The temple began by investing in hardware and software to ensure that they had the infrastructure to support day-to-day operations, as well as mega-events on Zoom. This included building local private servers and supplementing them with cloud-based ones when necessary to ensure sufficient internet bandwidth for larger events.
For instance, for its Earth Day 2022 celebrations, the temple projected Zoom videos from around the world on a massive LED wall installed around the Dhammakaya Cetiya. A total of 128 LED screens, spanning 300 meters in length and 5 meters in height were used, and over 25,000 Zoom participants were shown on the LED screens simultaneously.
Venerable John praised Zoom’s ability to bring people closer. “When we have Zoom, we are able to communicate and see people’s faces. It feels more real, like we are here in the same room,” he said.
Agreeing, Dr. Chaisurote added, “By using Zoom, people can join the ceremonies from anywhere in the world without having to travel to the temple. It is a low-cost approach to introduce new members to the temple and our various events. We are also able to gain new followers through the outreach programming via Zoom.”
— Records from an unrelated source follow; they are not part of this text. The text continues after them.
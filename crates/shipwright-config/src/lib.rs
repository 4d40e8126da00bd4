//! Shipwright Config
//!
//! This crate contains the serializable workflow definition types for Shipwright.
//! These types represent a workflow graph as it arrives from the workflow source,
//! before it is validated and turned into the planning model by
//! `shipwright-workflow`.
//!
//! Definitions are usually loaded from JSON:
//!
//! ```json
//! {
//!   "workflow_id": "etl",
//!   "nodes": [
//!     { "id": "A", "type": "ingest", "runtime": "py3.10", "deps": [] },
//!     { "id": "C", "type": "train", "runtime": "cuda12.1", "deps": ["torch"],
//!       "needs_gpu": true, "cpu": 2, "mem_mb": 4096, "io_format": "parquet" }
//!   ],
//!   "edges": [{ "src": "A", "dst": "C" }]
//! }
//! ```
//!
//! Fields omitted from a node take the defaults of the workflow source
//! (0.5 cores, 512 MB, json I/O, event trigger).

mod edge;
mod enums;
mod node;
mod workflow;

pub use edge::EdgeDef;
pub use enums::{IoFormat, TriggerType};
pub use node::NodeDef;
pub use workflow::WorkflowDef;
The temple has a Full Moon Meditation program for its American audience and hosts a 24-hour online meditation program that lets instructors from around the world host their meditation sessions. There are also multi-language programs including meditation for kids, Dhamma teachings, relaxation exercises, and morning and evening chanting sessions.
“Because the Zoom platform is a de facto standard for many people worldwide, we do not need to ask them to install or teach them how to use it,” said Dr. Chaisurote, who shared that Zoom’s live messaging feature has been especially popular among students and instructors.
“Learning about meditation experiences from fellow practitioners during the Q&A session helps participants to improve their own meditation practices. The teachers can also address any questions right away after viewing the messages. Additionally, reaction icons are also helpful in measuring user engagement and enable teachers to gauge users’ interests and reactions in real-time.”
Uniting minds to unite the world
In fact, the temple’s online programs and events have become so sought-after that it has had to increase its Zoom licences by 50% to cope with the demand.
“They (the devotees) enjoy using Zoom very much. Many, especially elders who visit the temple every weekend, have developed a habit of ‘Zooming’ every day and want this online feature to continue, even after the pandemic,” noted Venerable John Paramai Dhanissaro.
“The platform allows participants to take part in online programs and, most importantly, to meditate more, which is the goal of the temple. For large events, we would also continue to project participants’ Zoom videos on the LED screens so followers from far away can become an integral part of the ceremonies.”
In line with Dhammakaya Temple’s focus on meditation, the theme of its Earth Day 2022 event was “One Mind, One World.” The belief is that when everyone obtains inner peace within our mind, the world itself will be at peace, explained Venerable John Paramai Dhanissaro.
Reflecting on the temple’s aim to bring about world peace by achieving inner peace through meditation, Dr. Chaisurote pointed out that Zoom has transformed what used to be an individual activity into a social practice.
“People can meditate with individuals across the world from the comfort of their own homes and feel spiritually connected with one another. Zoom has made this spiritual connection possible.”